The Cobalamin Level In Your Pet’s Blood
Cobalamin = Vitamin B-12
This test is usually performed by your veterinarian when he/she suspects a pancreatic problem in your dog or cat (Exocrine Pancreatic Insufficiency or EPI) or an intestinal nutrient malabsorption problem, such as often occurs in inflammatory bowel disease when it affects dogs or cats. Read about that problem in your dog here and your cat here. Generally, a serum folate and a trypsin-like immunoreactivity test (TLI) are performed at the same time. Problems in that area of the intestine can prevent cobalamin absorption and cause your dog or cat’s blood cobalamin levels to be low.
The best source of B-12 for your dog or cat is fresh calves liver that has been lightly cooked. The vitamin B-12 content of liver stands up to roasting and grilling well but not to frying. It retains its B-12 content well when frozen but not when repeatedly frozen and thawed. Liver is also an excellent source of folate for your dog and cat.
Absorption through the wall of the small intestine is a complex process and the vitamin’s level in your dog or cat’s blood stream can be low when areas of your pet’s small intestine are inflamed, thickened or hypermotile.

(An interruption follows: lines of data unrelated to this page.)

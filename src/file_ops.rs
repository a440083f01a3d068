//! Document and text file operations
//!
//! Documents live in `*.cryptpad` files. The older `*.jcryptpad` extension
//! is accepted when opening, never when saving: [`save_path_for`] maps it to
//! the current one.
//!
//! Saves replace the whole file atomically (tempfile in the same
//! directory, fsync, rename), so a crash leaves either the old file or the
//! new one, never a partial write.

use std::fs;
use std::io::{self, Write};
use std::path::{Path, PathBuf};

use tracing::{debug, info};

use crate::codec::{Codec, Decoded};
use crate::config::CodecConfig;
use crate::document::Document;
use crate::error::{CryptpadError, ErrorCategory, ErrorKind, Result};
use crate::passphrase::PassphraseReader;
use crate::secretcrypt::CipherScheme;

/// Extension written on save.
pub const EXTENSION: &str = "cryptpad";

/// Extension of files from older releases; read only.
pub const LEGACY_EXTENSION: &str = "jcryptpad";

fn extension_of(path: &Path) -> Option<String> {
    path.extension()
        .and_then(|e| e.to_str())
        .map(|e| e.to_ascii_lowercase())
}

/// Whether `path` names a file [`open_document`] will read.
pub fn is_document_path(path: &Path) -> bool {
    matches!(extension_of(path).as_deref(), Some(EXTENSION | LEGACY_EXTENSION))
}

/// Where a document opened from or named `path` gets saved.
///
/// `x.cryptpad` stays as is, `x.jcryptpad` becomes `x.cryptpad`, and any
/// other name gets `.cryptpad` appended.
pub fn save_path_for(path: &Path) -> PathBuf {
    match extension_of(path).as_deref() {
        Some(EXTENSION) => path.to_path_buf(),
        Some(LEGACY_EXTENSION) => path.with_extension(EXTENSION),
        _ => {
            let mut name = path.as_os_str().to_os_string();
            name.push(".");
            name.push(EXTENSION);
            PathBuf::from(name)
        }
    }
}

/// Open and decrypt a document file.
pub fn open_document(
    path: &Path,
    passphrase_reader: &mut dyn PassphraseReader,
    config: &CodecConfig,
) -> Result<Decoded> {
    if !is_document_path(path) {
        return Err(CryptpadError::with_kind(
            ErrorCategory::User,
            ErrorKind::UnsupportedExtension,
            format!(
                "{} is not a .{} or .{} file",
                path.display(),
                EXTENSION,
                LEGACY_EXTENSION
            ),
        ));
    }

    let armored = read_text(path)?;
    let passphrase = passphrase_reader.read_passphrase()?;
    let decoded = Codec::new(config.clone())
        .decrypt_document(&armored, &passphrase)
        .map_err(|e| e.with_context(format!("failed to open {}", path.display())))?;

    if decoded.scheme == CipherScheme::LegacyInsecure {
        info!(path = %path.display(), "document uses the legacy cipher; saving will upgrade it");
    }
    debug!(path = %path.display(), entries = decoded.document.len(), "document opened");
    Ok(decoded)
}

/// Encrypt `doc` and save it under [`save_path_for`]`(path)`.
///
/// Returns the path actually written.
pub fn save_document(
    path: &Path,
    doc: &Document,
    passphrase_reader: &mut dyn PassphraseReader,
    config: &CodecConfig,
) -> Result<PathBuf> {
    let target = save_path_for(path);
    let passphrase = passphrase_reader.read_passphrase()?;
    let armored = Codec::new(config.clone())
        .encrypt_document(doc, &passphrase)
        .map_err(|e| e.with_context("encryption failed"))?;
    write_atomic(&target, armored.as_bytes())?;
    debug!(path = %target.display(), entries = doc.len(), "document saved");
    Ok(target)
}

/// Encrypt a UTF-8 text file into message armor.
///
/// The output file is created with mode 0o600 (read/write for owner only) on Unix systems.
pub fn encrypt_text_file(
    input_path: &Path,
    output_path: &Path,
    passphrase_reader: &mut dyn PassphraseReader,
    config: &CodecConfig,
) -> Result<()> {
    let plaintext = read_text(input_path)?;
    let passphrase = passphrase_reader.read_passphrase()?;
    let armored = Codec::new(config.clone())
        .encrypt_text(&plaintext, &passphrase)
        .map_err(|e| e.with_context("encryption failed"))?;
    write_file_secure(output_path, armored.as_bytes())
        .map_err(|e| e.with_context(format!("failed to write to {}", output_path.display())))
}

/// Decrypt message (or file) armor back into a text file.
///
/// The output file is created with mode 0o600 (read/write for owner only) on Unix systems.
pub fn decrypt_text_file(
    input_path: &Path,
    output_path: &Path,
    passphrase_reader: &mut dyn PassphraseReader,
    config: &CodecConfig,
) -> Result<()> {
    let armored = read_text(input_path)?;
    let passphrase = passphrase_reader.read_passphrase()?;
    let plaintext = Codec::new(config.clone())
        .decrypt_text(&armored, &passphrase)
        .map_err(|e| e.with_context("failed to decrypt"))?;
    write_file_secure(output_path, plaintext.as_bytes())
        .map_err(|e| e.with_context(format!("failed to write to {}", output_path.display())))
}

/// Read a whole file as UTF-8 text.
pub fn read_text(path: &Path) -> Result<String> {
    let bytes = fs::read(path).map_err(|e| read_error(path, e))?;
    String::from_utf8(bytes).map_err(|e| {
        CryptpadError::with_kind_and_source(
            ErrorCategory::User,
            ErrorKind::Io,
            format!("{} is not valid UTF-8", path.display()),
            e,
        )
    })
}

fn io_error(msg: impl Into<String>, err: io::Error) -> CryptpadError {
    CryptpadError::with_kind_and_source(ErrorCategory::Internal, ErrorKind::Io, msg, err)
}

/// Replace `path` with `contents` atomically, mode 0o600 on Unix.
pub fn write_atomic(path: &Path, contents: &[u8]) -> Result<()> {
    let dir = match path.parent() {
        Some(p) if !p.as_os_str().is_empty() => p,
        _ => Path::new("."),
    };
    let mut temp_file = tempfile::NamedTempFile::new_in(dir)
        .map_err(|e| io_error(format!("failed to create tempfile in {}", dir.display()), e))?;

    temp_file
        .write_all(contents)
        .map_err(|e| io_error("failed to write to tempfile", e))?;
    // Flush and fsync() such that the rename later, if it succeeds, will
    // always point to a valid file.
    temp_file
        .flush()
        .map_err(|e| io_error("failed to flush tempfile", e))?;
    temp_file
        .as_file()
        .sync_all()
        .map_err(|e| io_error("failed to sync file prior to rename", e))?;

    #[cfg(unix)]
    {
        use std::os::unix::fs::PermissionsExt;
        let mut perms = temp_file
            .as_file()
            .metadata()
            .map_err(|e| io_error("failed to get tempfile metadata", e))?
            .permissions();
        perms.set_mode(0o600);
        temp_file
            .as_file()
            .set_permissions(perms)
            .map_err(|e| io_error("failed to set tempfile permissions", e))?;
    }

    temp_file.persist(path).map_err(|e| {
        CryptpadError::with_kind_and_source(
            ErrorCategory::Internal,
            ErrorKind::Io,
            format!("failed to rename to target file {}", path.display()),
            e,
        )
    })?;
    Ok(())
}

/// Write file with secure permissions (0o600 on Unix)
fn write_file_secure(path: &Path, contents: &[u8]) -> Result<()> {
    #[cfg(unix)]
    {
        use std::fs::OpenOptions;
        use std::os::unix::fs::OpenOptionsExt;

        let mut file = OpenOptions::new()
            .write(true)
            .create(true)
            .truncate(true)
            .mode(0o600)
            .open(path)
            .map_err(|e| {
                CryptpadError::with_kind_and_source(
                    ErrorCategory::User,
                    ErrorKind::Io,
                    format!("failed to open {}", path.display()),
                    e,
                )
            })?;

        file.write_all(contents)
            .map_err(|e| io_error(format!("failed to write {}", path.display()), e))?;
        Ok(())
    }

    #[cfg(not(unix))]
    {
        fs::write(path, contents).map_err(|e| {
            CryptpadError::with_kind_and_source(
                ErrorCategory::User,
                ErrorKind::Io,
                format!("failed to write {}", path.display()),
                e,
            )
        })?;
        Ok(())
    }
}

fn read_error(path: &Path, err: io::Error) -> CryptpadError {
    let category = if err.kind() == io::ErrorKind::NotFound {
        ErrorCategory::User
    } else {
        ErrorCategory::Internal
    };
    CryptpadError::with_kind_and_source(
        category,
        ErrorKind::Io,
        format!("failed to read from {}", path.display()),
        err,
    )
}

The same problem can occur when certain bacteria that normally inhabit that portion of your pet’s intestine have increased or decreased in number (antibiotic-responsive enteropathies aka small intestinal bacterial overgrowth = SIBO)
Reasons You Dog Or Cat’s Blood Cobalamin Level Might Be Low:
Intestinal bacterial overgrowth or SIBO aka antibiotic responsive diarrheas. These antibiotic-responsive diarrheas are most commonly seen in young dogs of larger breeds.

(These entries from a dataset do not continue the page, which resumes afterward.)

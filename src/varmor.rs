//! ASCII armor around the Base64 container
//!
//! The armored format is:
//!
//! ```text
//! -----BEGIN ENCRYPTED FILE-----        (or ... MESSAGE-----)
//! Version: DA-CryptPad <version>
//!
//! -----BEGIN-----
//! <base64 container, optionally hard-wrapped>
//! -----END ENCRYPTED MESSAGE-----
//! ```
//!
//! The banner strings are wire format: files written years ago must still
//! unwrap. Reading only looks for the kind-independent begin-content marker
//! and the end banner, so a `File` armor and a `Message` armor decode alike.

use crate::error::{CryptpadError, ErrorKind, Result};
use crate::secretcrypt;

const BEGIN_MESSAGE: &str = "-----BEGIN ENCRYPTED MESSAGE-----";
const BEGIN_FILE: &str = "-----BEGIN ENCRYPTED FILE-----";
const BEGIN_CONTENT: &str = "-----BEGIN-----";
const END_MARKER: &str = "-----END ENCRYPTED MESSAGE-----";

/// Product name written on the version line.
pub const PRODUCT_NAME: &str = "DA-CryptPad";

/// What the armored payload holds. Only affects the first banner line.
#[derive(Debug, Clone, Copy, PartialEq, Eq)]
pub enum ArmorKind {
    /// Free text encrypted outside any document.
    Message,
    /// A whole serialized document.
    File,
}

impl ArmorKind {
    fn banner(self) -> &'static str {
        match self {
            ArmorKind::Message => BEGIN_MESSAGE,
            ArmorKind::File => BEGIN_FILE,
        }
    }

    /// Best-effort guess of the kind from the banner. Informational only;
    /// [`extract`] never consults it.
    pub fn detect(armored: &str) -> Option<ArmorKind> {
        let file = armored.find(BEGIN_FILE);
        let message = armored.find(BEGIN_MESSAGE);
        match (file, message) {
            (Some(f), Some(m)) if m < f => Some(ArmorKind::Message),
            (Some(_), _) => Some(ArmorKind::File),
            (None, Some(_)) => Some(ArmorKind::Message),
            (None, None) => None,
        }
    }
}

fn version_line() -> String {
    format!("Version: {} {}", PRODUCT_NAME, env!("CARGO_PKG_VERSION"))
}

/// Frame a Base64 payload in armor.
///
/// `wrap_width` of 0 keeps the payload on a single line.
pub fn frame(kind: ArmorKind, payload: &str, wrap_width: usize) -> String {
    let mut out = String::with_capacity(payload.len() + 160);
    out.push_str(kind.banner());
    out.push('\n');
    out.push_str(&version_line());
    out.push_str("\n\n");
    out.push_str(BEGIN_CONTENT);
    out.push('\n');

    if wrap_width == 0 {
        out.push_str(payload);
        out.push('\n');
    } else {
        // Base64 is pure ASCII so byte chunks are char boundaries.
        for line in payload.as_bytes().chunks(wrap_width) {
            out.push_str(&String::from_utf8_lossy(line));
            out.push('\n');
        }
    }

    out.push_str(END_MARKER);
    out
}

/// Pull the Base64 payload out of armored text, all whitespace removed.
pub fn extract(armored: &str) -> Result<String> {
    let start = armored.find(BEGIN_CONTENT).ok_or_else(|| {
        CryptpadError::format(
            ErrorKind::ArmoringInvalid,
            "input unrecognized as encrypted data: begin marker missing",
        )
    })?;
    let end = armored.find(END_MARKER).ok_or_else(|| {
        CryptpadError::format(
            ErrorKind::ArmoringInvalid,
            "encrypted data is incomplete: end marker missing",
        )
    })?;

    let body_start = start + BEGIN_CONTENT.len();
    if end < body_start {
        return Err(CryptpadError::format(
            ErrorKind::ArmoringInvalid,
            "end marker precedes begin marker",
        ));
    }

    let payload: String = armored[body_start..end]
        .chars()
        .filter(|c| !c.is_whitespace())
        .collect();
    if payload.is_empty() {
        return Err(CryptpadError::format(
            ErrorKind::ArmoringInvalid,
            "encrypted data contains no content",
        ));
    }
    Ok(payload)
}

/// Encrypt `plaintext` and armor it.
pub fn wrap(kind: ArmorKind, plaintext: &[u8], passphrase: &[u8]) -> Result<String> {
    let container = secretcrypt::encrypt(passphrase, plaintext)?;
    Ok(frame(kind, &container.serialize(), 0))
}

/// Unarmor and decrypt text produced by [`wrap`] with either kind.
///
/// Legacy payloads are accepted too; see [`secretcrypt::open_payload`].
pub fn unwrap(armored: &str, passphrase: &[u8]) -> Result<Vec<u8>> {
    let payload = extract(armored)?;
    let opened = secretcrypt::open_payload(passphrase, &payload, true)?;
    Ok(opened.plaintext)
}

Genetic defects in cobalamin absorption in dogs (hereditary selective cobalamin malabsorption in giant schnauzers, border collies, Australian shepherds and beagles).
A blood cobalamin deficiency (particularly in cats) can cause the the pet to refuse to eat. Cats that won’t eat, inevitably get worse – no mater what their underlying health issue is. It is common for them to develop hepatic lipidosis. So those feline patients need their cobalamin levels supplemented with B-12 injections.
Chronic inflammation of your pet’s pancreas (pancreatitis) or repeated bouts of acute pancreatitis that result in scarring can decrease the amount of digestive enzymes your pet’s pancreas produces. That is called exocrine pancreatic insufficiency (EPI). Your pet’s pancreas has two portions, the endocrine portion produces insulin to control blood sugar levels and the exocrine portion produces digestive enzymes. If the insulin-producing portion is significantly harmed, your pet will become diabetic. Read about diabetes in cats here and dogs here. It is not that unusual for both EPI and diabetes to occur in the same pet.
There are various other chronic inflammatory diseases of the intestine and even intestinal birth defects that can result in poor absorption of nutrients – including vitamin B-12. Veterinarians call these maldigestion/malabsorption problems. All are poorly understood and all can result in low blood cobalamin levels. But they do not do so in every case.